Madrid fue el epicentro de las protestas a nivel nacional convocadas por el conservador Partido Popular (PP) y apoyadas por el ultraderechista Vox, para protestar por el acuerdo de amnistía alcanzado por el partido socialista PSOE y los partidos independentistas catalanes que allana el camino para que Pedro Sánchez pueda permanecer oficialmente en el poder.
Se estima que en el centro de Madrid asistieron unas 100.000 personas, muchas de ellas portando banderas españolas y con carteles que decían: “Sánchez traidor”. Algunos manifestantes portaban carteles, entregados previamente por los organizadores, en los que se leía “España en pie” y “España no se rinde”.

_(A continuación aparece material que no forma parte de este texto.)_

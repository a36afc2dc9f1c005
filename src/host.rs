//! Host identification
//!
//! The host profile picks the runtime setup strategy and supplies the
//! version that destructive-mode builds are pinned to.

use serde::Serialize;
use std::fmt;
use std::path::Path;

use crate::common::{Error, Result};

/// Operating system identity of the machine running the job
#[derive(Debug, Clone, PartialEq, Eq, Serialize)]
pub struct HostProfile {
    /// Distribution id, e.g. `ubuntu`
    pub os_id: String,
    /// Distribution version, e.g. `22.04`
    pub os_version: String,
    /// Architecture in the packing tool's naming, e.g. `amd64`
    pub arch: String,
}

impl HostProfile {
    pub fn new(os_id: &str, os_version: &str, arch: &str) -> Self {
        Self {
            os_id: os_id.to_string(),
            os_version: os_version.to_string(),
            arch: arch.to_string(),
        }
    }

    /// Detect the running host
    ///
    /// Reads `ID` and `VERSION_ID` from the os-release file, falling back to
    /// `os_info` when the file is missing or incomplete.
    pub fn detect(os_release: &Path) -> Result<Self> {
        let from_file = std::fs::read_to_string(os_release)
            .ok()
            .and_then(|content| parse_os_release(&content));

        let (os_id, os_version) = match from_file {
            Some(pair) => pair,
            None => {
                tracing::debug!(
                    path = %os_release.display(),
                    "os-release unavailable, falling back to os_info"
                );
                detect_with_os_info()?
            }
        };

        Ok(Self {
            os_id,
            os_version,
            arch: host_arch().to_string(),
        })
    }

    /// Parse a runner label such as `ubuntu-22.04`, using the live architecture
    pub fn from_label(label: &str) -> Result<Self> {
        let (os_id, os_version) = label
            .rsplit_once('-')
            .filter(|(id, version)| !id.is_empty() && !version.is_empty())
            .ok_or_else(|| {
                Error::Config(format!(
                    "Invalid host label '{}'. Expected <os>-<version>, e.g. ubuntu-22.04",
                    label
                ))
            })?;
        Ok(Self::new(&os_id.to_lowercase(), os_version, host_arch()))
    }

    /// Runner-style label, e.g. `ubuntu-22.04`
    pub fn label(&self) -> String {
        format!("{}-{}", self.os_id, self.os_version)
    }

    /// Same distribution and version; architecture is not compared
    pub fn same_release(&self, other: &HostProfile) -> bool {
        self.os_id == other.os_id && self.os_version == other.os_version
    }
}

impl fmt::Display for HostProfile {
    fn fmt(&self, f: &mut fmt::Formatter<'_>) -> fmt::Result {
        write!(f, "{} {} ({})", self.os_id, self.os_version, self.arch)
    }
}

/// Extract `ID` and `VERSION_ID` from os-release content
pub fn parse_os_release(content: &str) -> Option<(String, String)> {
    let mut id = None;
    let mut version = None;

    for line in content.lines() {
        let Some((key, value)) = line.trim().split_once('=') else {
            continue;
        };
        let value = value.trim().trim_matches(|c| c == '"' || c == '\'');
        match key.trim() {
            "ID" => id = Some(value.to_lowercase()),
            "VERSION_ID" => version = Some(value.to_string()),
            _ => {}
        }
    }

    Some((id?, version?))
}

fn detect_with_os_info() -> Result<(String, String)> {
    let info = os_info::get();
    let version = match info.version() {
        os_info::Version::Semantic(major, minor, _) => format!("{major}.{minor:02}"),
        os_info::Version::Custom(v) => v.clone(),
        os_info::Version::Rolling(Some(v)) => v.clone(),
        _ => {
            return Err(Error::Config(format!(
                "Could not determine the version of {}. Pass --host <os>-<version>",
                info.os_type()
            )))
        }
    };
    Ok((info.os_type().to_string().to_lowercase(), version))
}

/// Architecture of this build in the packing tool's naming
pub fn host_arch() -> &'static str {
    translate_arch(std::env::consts::ARCH)
}

/// Map a machine architecture name to the packing tool's name
pub fn translate_arch(machine: &str) -> &str {
    match machine {
        "x86_64" | "AMD64" | "amd64" => "amd64",
        "aarch64" | "arm64" => "arm64",
        "arm" | "armv7l" => "armhf",
        "x86" | "i686" => "i386",
        "powerpc" | "ppc" => "powerpc",
        "ppc64le" => "ppc64el",
        "powerpc64" if cfg!(target_endian = "little") => "ppc64el",
        "powerpc64" => "ppc64",
        other => other,
    }
}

El presidente del Partido Popular, Alberto Núñez Feijóo, así como la presidenta de la Comunidad de Madrid, Isabel Díaz Ayuso, y el ex presidente del Gobierno español, José María Aznar, encabezaron las manifestaciones madrileñas en la Puerta del Sol.
El líder de extrema derecha de Vox, Santiago Abascal, también asistió a la manifestación, pero no habló desde un podio con el logo del PP. Se dirigió a los medios de comunicación y dijo que es necesario tener una “protesta permanente” como respuesta al “golpe de Estado” que se está produciendo en España por los diversos acuerdos para respaldar a Pedro Sánchez en su candidatura a la presidencia del Gobierno.
La propuesta de ley de amnistía, que se aplicaría a cientos de políticos y activistas catalanes que participaron en el intento unilateral de secesión de España en 2017, ya había provocado una serie de protestas violentas frente al Ayuntamiento de Madrid. Sede de Madrid del PSOE socialista la semana pasada.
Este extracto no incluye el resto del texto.